È stata... annotata nel 1992 l 'esistenza... di un contatto molto stretto e particolare del sig. Soros con Gerald Carrigan, presidente della Federal Reserve Bank di New York, che fa parte dell'apparato della Banca centrale americana, luogo di massima circolazione di informazioni economiche riservate, il quale, stranamente, una volta dimessosi da questo posto, venne poi immediatamente assunto a tempo pieno dalla finanziaria "Goldman Sachs & co." come presidente dei consiglieri internazionali. La Goldman Sachs è uno dei centri della grande speculazione sui derivati e sulle monete a livello mondiale. La Goldman Sachs è anche coinvolta in modo diretto nella politica delle privatizzazioni in Italia. In Italia inoltre, il sig. Soros conta sulla strettissima collaborazione del sig. Isidoro Albertini, ex presidente degli agenti di cambio della Borsa di Milano e attuale presidente della "Albertini e co. SIM" di Milano, una delle ditte guida nel settore speculativo dei derivati. Albertini è membro del consiglio di amministrazione del "Quantum Fund" di Soros.
III. L'attacco speculativo contro la lira del settembre 1992 era stato preceduto epreparato dal famoso incontro del 2 giugno 1992 sullo yacht "Britannia" della regina Elisabetta II d'Inghilterra, dove i massimi rappresentanti della finanza internazionale, soprattutto britannica, impegnati nella grande speculazione dei derivati, come la S. G. Warburg, la Barings e simili, si incontrarono con la controparte italiana guidata da Mario Draghi, direttore generale del ministero del Tesoro, e dal futuro ministro Beniamino Andreatta, per pianificare la privatizzazione dell'industria di stato italiana. A seguito dell'attacco speculativo contro la lira e della sua immediata svalutazione del 30%, codesta privatizzazione sarebbe stata fatta a prezzi stracciati, a beneficio della grande finanza internazionale e a discapito degli interessi dello stato italiano e dell'economia nazionale e dell'occupazione. Stranamente, gli stessi partecipanti all'incontro del Britannia avevano già ottenuto l'autorizzazione da parte di uomini di governo come Mario Draghi, di studiare e programmare le privatizzazioni stesse. Qui ci si riferisce per esempio alla Warburg, alla Morgan Stanley, solo per fare due tra gli esempi più noti. L'agenzia stampa EIR (Executive Intelligence Review) ha denunciato pubblicamente questa sordida operazione alla fine del 1992 provocando una serie di interpellanze parlamentari e di discussioni politiche che hanno avuto il merito di mettere in discussione l'intero procedimento, alquanto singolare, di privatizzazione.[12]

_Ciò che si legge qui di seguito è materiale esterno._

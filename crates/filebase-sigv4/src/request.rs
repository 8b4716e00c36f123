//! The request description that every signer operates on.
//!
//! [`HttpRequest`] is a plain value: it carries everything needed to build a
//! canonical request and to format the final URL, but it never performs I/O.
//! Signers take it by reference and return a new, signed copy.

use std::collections::BTreeMap;

use bytes::Bytes;
use http::Method;

/// A single query parameter value.
#[derive(Debug, Clone, PartialEq, Eq)]
pub enum QueryValue {
    /// A key without a value. Rendered as the bare key (`?acl`).
    Absent,
    /// A single value. An empty string still renders as `key=`.
    Single(String),
    /// Repeated values, rendered one `key=value` pair per element in order.
    Multiple(Vec<String>),
}

impl From<&str> for QueryValue {
    fn from(value: &str) -> Self {
        Self::Single(value.to_owned())
    }
}

impl From<String> for QueryValue {
    fn from(value: String) -> Self {
        Self::Single(value)
    }
}

impl From<Vec<String>> for QueryValue {
    fn from(values: Vec<String>) -> Self {
        Self::Multiple(values)
    }
}

/// Query parameters keyed by their unescaped name.
///
/// A `BTreeMap` keeps keys in byte-wise order, which is the order the
/// canonical query string requires.
pub type Query = BTreeMap<String, QueryValue>;

/// Optional fields used to construct an [`HttpRequest`].
///
/// Every field left as `None` receives the same default the request
/// constructor documents; see [`HttpRequest::new`].
#[derive(Debug, Clone, Default)]
pub struct HttpRequestInit {
    /// HTTP method. Defaults to `GET`.
    pub method: Option<Method>,
    /// URL scheme, with or without the trailing `:`. Defaults to `https:`.
    pub protocol: Option<String>,
    /// Host name without port. Defaults to `localhost`.
    pub hostname: Option<String>,
    /// Explicit port.
    pub port: Option<u16>,
    /// Request path. Defaults to `/`; a missing leading `/` is added.
    pub path: Option<String>,
    /// Query parameters. Defaults to empty.
    pub query: Option<Query>,
    /// Request headers. Defaults to empty.
    pub headers: Option<BTreeMap<String, String>>,
    /// User name for the authority section of the URL.
    pub username: Option<String>,
    /// Password for the authority section of the URL.
    pub password: Option<String>,
    /// URL fragment, without the leading `#`.
    pub fragment: Option<String>,
    /// Request payload.
    pub body: Option<Bytes>,
}

/// A normalized HTTP request description.
///
/// Invariants established by [`HttpRequest::new`]: `protocol` ends with `:`
/// and `path` starts with `/`.
#[derive(Debug, Clone, PartialEq, Eq)]
pub struct HttpRequest {
    /// HTTP method.
    pub method: Method,
    /// URL scheme including the trailing `:` (e.g. `https:`).
    pub protocol: String,
    /// Host name without port.
    pub hostname: String,
    /// Explicit port, if any.
    pub port: Option<u16>,
    /// Request path, always starting with `/`. Used verbatim when signing.
    pub path: String,
    /// Query parameters.
    pub query: Query,
    /// Request headers, names in their original case.
    pub headers: BTreeMap<String, String>,
    /// User name for the URL authority section.
    pub username: Option<String>,
    /// Password for the URL authority section.
    pub password: Option<String>,
    /// URL fragment, without the leading `#`.
    pub fragment: Option<String>,
    /// Request payload.
    pub body: Option<Bytes>,
}

impl HttpRequest {
    /// Build a request, applying defaults and normalizing `protocol` and `path`.
    ///
    /// # Examples
    ///
    /// ```
    /// use filebase_sigv4::{HttpRequest, HttpRequestInit};
    ///
    /// let request = HttpRequest::new(HttpRequestInit {
    ///     protocol: Some("http".to_owned()),
    ///     path: Some("bucket/key".to_owned()),
    ///     ..Default::default()
    /// });
    /// assert_eq!(request.protocol, "http:");
    /// assert_eq!(request.path, "/bucket/key");
    /// assert_eq!(request.hostname, "localhost");
    /// assert_eq!(request.method, http::Method::GET);
    /// ```
    #[must_use]
    pub fn new(init: HttpRequestInit) -> Self {
        let protocol = match init.protocol {
            Some(p) if p.is_empty() => "https:".to_owned(),
            Some(p) if p.ends_with(':') => p,
            Some(p) => format!("{p}:"),
            None => "https:".to_owned(),
        };
        let path = match init.path {
            Some(p) if p.is_empty() => "/".to_owned(),
            Some(p) if p.starts_with('/') => p,
            Some(p) => format!("/{p}"),
            None => "/".to_owned(),
        };

        Self {
            method: init.method.unwrap_or(Method::GET),
            protocol,
            hostname: init.hostname.unwrap_or_else(|| "localhost".to_owned()),
            port: init.port,
            path,
            query: init.query.unwrap_or_default(),
            headers: init.headers.unwrap_or_default(),
            username: init.username,
            password: init.password,
            fragment: init.fragment,
            body: init.body,
        }
    }

    /// The value of the `Host` header this request is sent with.
    ///
    /// This is the host name, followed by `:port` when a non-zero port is set.
    #[must_use]
    pub fn host(&self) -> String {
        match self.port {
            Some(port) if port != 0 => format!("{}:{port}", self.hostname),
            _ => self.hostname.clone(),
        }
    }

    /// Look up a header value by name, ignoring ASCII case.
    #[must_use]
    pub fn header(&self, name: &str) -> Option<&str> {
        self.headers
            .iter()
            .find(|(k, _)| k.eq_ignore_ascii_case(name))
            .map(|(_, v)| v.as_str())
    }

    /// Set a header, replacing any existing header with the same name in any case.
    pub fn set_header(&mut self, name: &str, value: impl Into<String>) {
        self.headers.retain(|k, _| !k.eq_ignore_ascii_case(name));
        self.headers.insert(name.to_owned(), value.into());
    }
}

impl Default for HttpRequest {
    fn default() -> Self {
        Self::new(HttpRequestInit::default())
    }
}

I complici italiani furono il ministro del Tesoro Piero Barucci, l'allora Direttore di Bankitalia Lamberto Dini e l'allora governatore di Bankitalia Carlo Azeglio Ciampi. Altre responsabilità vanno all'allora capo del governo Giuliano Amato e al Direttore Generale del Tesoro Mario Draghi. Alcune autorità italiane (come Dini) fecero il doppio gioco: denunciavano i pericoli ma in segreto appoggiavano gli speculatori.
Amato aveva costretto i sindacati ad accettare un accordo salariale non conveniente ai lavoratori, per la "necessità di rimanere nel Sistema Monetario Europeo", pur sapendo che l'Italia ne sarebbe uscita a causa delle imminenti speculazioni.
Gli attacchi all'economia italiana andarono avanti per tutti gli anni Novanta, fino a quando il sistema economico- finanziario italiano non cadde sotto il completo controllo dell'élite. Nel gennaio del 1996, nel rapporto semestrale sulla politica informativa e della sicurezza, il Presidente del Consiglio Lamberto Dini disse:

I mercati valutari e le borse delle principali piazze mondiali continuano a registrare correnti speculative ai danni della nostra moneta, originate, specie in passaggi delicati della vita politico-istituzionale, dalla diffusione incontrollata di notizie infondate riguardanti la compagine governativa e da anticipazioni di dati oggetto delle periodiche comunicazioni sui prezzi al consumo... è possibile attendersi la reiterazione di manovre speculative fraudolente, considerato il persistere di una fase congiunturale interna e le scadenze dell'unificazione monetaria.[13]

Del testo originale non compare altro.